• Exercise objective: Reproduce the full set of records verbatim.

Extracted data entries
——

//! Sign-in and password reset

use reqwest::Method;
use serde::de::DeserializeOwned;
use serde::Serialize;
use serde_json::Value;

use super::{post_json, send_json, ApiError, ApiResult};
use crate::models::LoginRequest;
use crate::session::Role;

#[derive(Serialize)]
struct ResetLinkRequest<'a> {
    email: &'a str,
}

fn login_path(role: Role) -> &'static str {
    match role {
        Role::Patient => "patients/login",
        Role::Staff => "staff/login",
        Role::Admin => "admins/login",
    }
}

fn id_field(role: Role) -> &'static str {
    match role {
        Role::Patient => "patientId",
        Role::Staff => "staffId",
        Role::Admin => "adminId",
    }
}

/// Sign in and return the record to store as the role's session
pub async fn login<T: DeserializeOwned>(role: Role, email: &str, password: &str) -> ApiResult<T> {
    let body: Value = post_json(login_path(role), &LoginRequest { email, password }).await?;
    session_from_login(role, body)
}

/// Unwrap `{ "<role>": { ... } }`, filling the role id from `id` when absent
pub fn session_from_login<T: DeserializeOwned>(role: Role, body: Value) -> ApiResult<T> {
    let mut record = match body {
        Value::Object(mut map) => map.remove(role.session_key()),
        _ => None,
    }
    .ok_or_else(|| ApiError::Decode(format!("login response has no `{}` record", role.session_key())))?;

    if let Value::Object(map) = &mut record {
        let key = id_field(role);
        if map.get(key).map_or(true, Value::is_null) {
            if let Some(id) = map.get("id").cloned() {
                map.insert(key.to_string(), id);
            }
        }
    }
    serde_json::from_value(record).map_err(|e| ApiError::Decode(e.to_string()))
}

/// The response is not inspected beyond success/failure
pub async fn send_reset_link(email: &str) -> ApiResult<()> {
    send_json(Method::POST, "patients/send-reset-link", &ResetLinkRequest { email }).await
}

#[cfg(test)]
mod tests {
    use super::*;
    use crate::models::{AdminSession, PatientSession, StaffSession};
    use serde_json::json;

    #[test]
    fn test_patient_login_envelope() {
        let body = json!({"patient": {"patientId": 4, "firstName": "Ana", "lastName": "Go", "email": "a@b.co"}});
        let patient: PatientSession = session_from_login(Role::Patient, body).unwrap();
        assert_eq!(patient.patient_id, 4);
    }

    #[test]
    fn test_generic_id_fills_role_id() {
        let body = json!({"staff": {"id": 9, "firstName": "Ben", "lastName": "Uy", "email": "b@c.co"}});
        let staff: StaffSession = session_from_login(Role::Staff, body).unwrap();
        assert_eq!(staff.staff_id, 9);
    }

    #[test]
    fn test_role_id_wins_over_generic_id() {
        let body = json!({"admin": {"adminId": 2, "id": 77, "firstName": "C", "lastName": "D", "email": "c@d.co"}});
        let admin: AdminSession = session_from_login(Role::Admin, body).unwrap();
        assert_eq!(admin.admin_id, 2);
    }

    #[test]
    fn test_missing_envelope_is_decode_error() {
        let body = json!({"message": "ok"});
        let result: ApiResult<PatientSession> = session_from_login(Role::Patient, body);
        assert!(matches!(result, Err(ApiError::Decode(_))));
    }
}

——

• Answer for the task:
//! Sign-in and password reset

use reqwest::Method;
use serde::de::DeserializeOwned;
use serde::Serialize;
use serde_json::Value;

use super::{post_json, send_json, ApiError, ApiResult};
use crate::models::LoginRequest;
use crate::session::Role;

#[derive(Serialize)]
struct ResetLinkRequest<'a> {
    email: &'a str,
}

fn login_path(role: Role) -> &'static str {
    match role {
        Role::Patient => "patients/login",
        Role::Staff => "staff/login",
        Role::Admin => "admins/login",
    }
}

fn id_field(role: Role) -> &'static str {
    match role {
        Role::Patient => "patientId",
        Role::Staff => "staffId",
        Role::Admin => "adminId",
    }
}

/// Sign in and return the record to store as the role's session
pub async fn login<T: DeserializeOwned>(role: Role, email: &str, password: &str) -> ApiResult<T> {
    let body: Value = post_json(login_path(role), &LoginRequest { email, password }).await?;
    session_from_login(role, body)
}

/// Unwrap `{ "<role>": { ... } }`, filling the role id from `id` when absent
pub fn session_from_login<T: DeserializeOwned>(role: Role, body: Value) -> ApiResult<T> {
    let mut record = match body {
        Value::Object(mut map) => map.remove(role.session_key()),
        _ => None,
    }
    .ok_or_else(|| ApiError::Decode(format!("login response has no `{}` record", role.session_key())))?;

    if let Value::Object(map) = &mut record {
        let key = id_field(role);
        if map.get(key).map_or(true, Value::is_null) {
            if let Some(id) = map.get("id").cloned() {
                map.insert(key.to_string(), id);
            }
        }
    }
    serde_json::from_value(record).map_err(|e| ApiError::Decode(e.to_string()))
}

/// The response is not inspected beyond success/failure
pub async fn send_reset_link(email: &str) -> ApiResult<()> {
    send_json(Method::POST, "patients/send-reset-link", &ResetLinkRequest { email }).await
}

#[cfg(test)]
mod tests {
    use super::*;
    use crate::models::{AdminSession, PatientSession, StaffSession};
    use serde_json::json;

    #[test]
    fn test_patient_login_envelope() {
        let body = json!({"patient": {"patientId": 4, "firstName": "Ana", "lastName": "Go", "email": "a@b.co"}});
        let patient: PatientSession = session_from_login(Role::Patient, body).unwrap();
        assert_eq!(patient.patient_id, 4);
    }

    #[test]
    fn test_generic_id_fills_role_id() {
        let body = json!({"staff": {"id": 9, "firstName": "Ben", "lastName": "Uy", "email": "b@c.co"}});
        let staff: StaffSession = session_from_login(Role::Staff, body).unwrap();
        assert_eq!(staff.staff_id, 9);
    }

    #[test]
    fn test_role_id_wins_over_generic_id() {
        let body = json!({"admin": {"adminId": 2, "id": 77, "firstName": "C", "lastName": "D", "email": "c@d.co"}});
        let admin: AdminSession = session_from_login(Role::Admin, body).unwrap();
        assert_eq!(admin.admin_id, 2);
    }

    #[test]
    fn test_missing_envelope_is_decode_error() {
        let body = json!({"message": "ok"});
        let result: ApiResult<PatientSession> = session_from_login(Role::Patient, body);
        assert!(matches!(result, Err(ApiError::Decode(_))));
    }
}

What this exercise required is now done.